Dalam tiga bulan terakhir, Bawaslu Sekadau meluncurkan dua program utama. Pertama, Bawaslu Goes to School yang menyasar pelajar SMA dan SMK sederajat. Kedua, Konsolidasi Demokrasi yang melibatkan tokoh masyarakat, tokoh agama, tokoh adat, organisasi kemasyarakatan, kepemudaan, perguruan tinggi, hingga media massa.
Program Bawaslu Goes to School dirancang khusus untuk pemilih pemula. Marikun, perwakilan Bawaslu Sekadau, menjelaskan bahwa kegiatan ini bertujuan memberikan pemahaman tentang hak dan kewajiban sebagai warga negara.
“Melalui program Bawaslu Goes to School, kami ingin membangun kesadaran generasi muda tentang hak dan kewajiban sebagai warga negara, sekaligus mendorong lahirnya pemilih yang cerdas, kritis, dan bertanggung jawab,” ujar Marikun.
Metode edukasi yang digunakan beragam. Mulai dari sosialisasi kepemiluan, diskusi interaktif, pembinaan upacara bendera, hingga edukasi literasi digital yang berkaitan dengan pengawasan partisipatif. Pelajar juga diajak untuk berperan aktif mencegah berbagai bentuk pelanggaran pemilu, seperti politik uang, penyebaran hoaks, ujaran kebencian, dan disinformasi.
Selain ke sekolah, Bawaslu Sekadau juga menggelar Konsolidasi Demokrasi. Program ini menyasar organisasi dan tokoh masyarakat di seluruh wilayah Kabupaten Sekadau.
“Pengawasan partisipatif harus menjadi gerakan bersama. Karena itu, selain ke sekolah-sekolah, Bawaslu juga melakukan konsolidasi dan sosialisasi kepada tokoh masyarakat, tokoh agama, tokoh adat, organisasi kemasyarakatan, organisasi kepemudaan, perguruan tinggi, media massa, komunitas masyarakat, serta berbagai pemangku kepentingan lainnya,” jelas Marikun.
Kegiatan konsolidasi ini bertujuan membangun jaringan pengawasan partisipatif yang kuat.
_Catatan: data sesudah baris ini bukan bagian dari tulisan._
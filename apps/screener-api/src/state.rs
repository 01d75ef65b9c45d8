use std::sync::Arc;

use screener_config::Config;
use screener_service::ScreenerService;
use screener_storage::Connector;

#[derive(Clone)]
pub struct AppState {
	pub service: Arc<ScreenerService>,
}
impl AppState {
	/// The store is connected on the first request, not here.
	pub fn new(config: Config) -> Self {
		Self { service: Arc::new(ScreenerService::new(config)) }
	}

	pub fn with_connector(config: Config, connector: Arc<dyn Connector>) -> Self {
		Self { service: Arc::new(ScreenerService::with_connector(config, connector)) }
	}
}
Bawaslu ingin meningkatkan kesadaran masyarakat terhadap pentingnya pengawasan pemilu serta mencegah potensi pelanggaran sejak dini.
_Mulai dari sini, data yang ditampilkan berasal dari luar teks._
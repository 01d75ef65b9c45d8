//! Throwaway Postgres databases for integration tests.

mod error;

pub use error::{Error, Result};

use std::{env, str::FromStr, thread};

use sqlx::{
	ConnectOptions, Connection, Executor,
	postgres::{PgConnectOptions, PgConnection},
};
use tokio::runtime::Builder;
use uuid::Uuid;

pub const ENV_PG_DSN: &str = "SCREENER_PG_DSN";

const ADMIN_DATABASES: [&str; 2] = ["postgres", "template1"];

pub struct TestDatabase {
	name: String,
	server_dsn: String,
	admin_options: PgConnectOptions,
	cleaned: bool,
}
impl TestDatabase {
	pub async fn new(base_dsn: &str) -> Result<Self> {
		let base_options = PgConnectOptions::from_str(base_dsn)
			.map_err(|err| Error::Message(format!("Failed to parse {ENV_PG_DSN}: {err}.")))?;
		let (admin_options, mut admin_conn) = connect_admin(&base_options).await?;
		let name = format!("screener_test_{}", Uuid::new_v4().simple());
		let create_sql = format!(r#"CREATE DATABASE "{name}""#);

		admin_conn
			.execute(create_sql.as_str())
			.await
			.map_err(|err| Error::Message(format!("Failed to create test database: {err}.")))?;

		let server_dsn = base_options.to_url_lossy().to_string();

		Ok(Self { name, server_dsn, admin_options, cleaned: false })
	}

	/// Store settings pointing at this database, with short timeouts suited to tests.
	pub fn postgres_config(&self) -> screener_config::Postgres {
		screener_config::Postgres {
			dsn: self.server_dsn.clone(),
			database: self.name.clone(),
			pool_max_conns: 2,
			connect_timeout_ms: 5_000,
			query_timeout_ms: 5_000,
			ensure_schema: true,
		}
	}

	pub async fn cleanup(mut self) -> Result<()> {
		cleanup_database(&self.name, &self.admin_options).await?;

		self.cleaned = true;

		Ok(())
	}
}
impl Drop for TestDatabase {
	fn drop(&mut self) {
		if self.cleaned {
			return;
		}

		let name = self.name.clone();
		let admin_options = self.admin_options.clone();
		// Drop may run inside a runtime, so cleanup gets its own thread and runtime.
		let cleanup_thread = thread::spawn(move || {
			let runtime = match Builder::new_current_thread().enable_all().build() {
				Ok(runtime) => runtime,
				Err(err) => {
					eprintln!("Test database cleanup failed: {err}.");

					return;
				},
			};

			if let Err(err) = runtime.block_on(cleanup_database(&name, &admin_options)) {
				eprintln!("Test database cleanup failed: {err}.");
			}
		});
		let _ = cleanup_thread.join();
	}
}

pub fn env_dsn() -> Option<String> {
	env::var(ENV_PG_DSN).ok().filter(|dsn| !dsn.trim().is_empty())
}

async fn connect_admin(
	base_options: &PgConnectOptions,
) -> Result<(PgConnectOptions, PgConnection)> {
	let mut last_err = None;

	for database in ADMIN_DATABASES {
		let options = base_options.clone().database(database);

		match PgConnection::connect_with(&options).await {
			Ok(conn) => return Ok((options, conn)),
			Err(err) => {
				last_err = Some(err);
			},
		}
	}

	Err(Error::Message(format!("Failed to connect to an admin database: {last_err:?}.")))
}

async fn cleanup_database(name: &str, admin_options: &PgConnectOptions) -> Result<()> {
	let mut conn = PgConnection::connect_with(admin_options).await.map_err(|err| {
		Error::Message(format!("Failed to connect to admin database for cleanup: {err}."))
	})?;
	let drop_sql = format!(r#"DROP DATABASE IF EXISTS "{name}""#);
	let _ = sqlx::query(
		"\
SELECT pg_terminate_backend(pid)
FROM pg_stat_activity
WHERE datname = $1 AND pid <> pg_backend_pid()",
	)
	.bind(name)
	.fetch_all(&mut conn)
	.await;

	sqlx::query(drop_sql.as_str())
		.execute(&mut conn)
		.await
		.map_err(|err| Error::Message(format!("Failed to drop test database: {err}.")))?;

	Ok(())
}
Marikun menekankan bahwa generasi muda tidak hanya diharapkan menjadi pemilih pada masa depan. Mereka juga harus menjadi agen demokrasi yang mampu menjaga kualitas pemilu dan demokrasi di Indonesia.
“Kami berharap generasi muda tidak hanya menjadi pemilih pada masa depan, tetapi juga menjadi agen demokrasi yang mampu menjaga kualitas pemilu dan demokrasi di Indonesia,” pungkasnya.
Ke depan, Bawaslu Sekadau berencana memperluas sasaran program serupa ke pengurus partai politik di wilayah Kabupaten Sekadau. Langkah ini diambil untuk memastikan seluruh elemen masyarakat terlibat aktif dalam mengawal setiap tahapan pemilu dan pemilihan, sehingga terwujud proses demokrasi yang jujur, adil, transparan, dan berintegritas.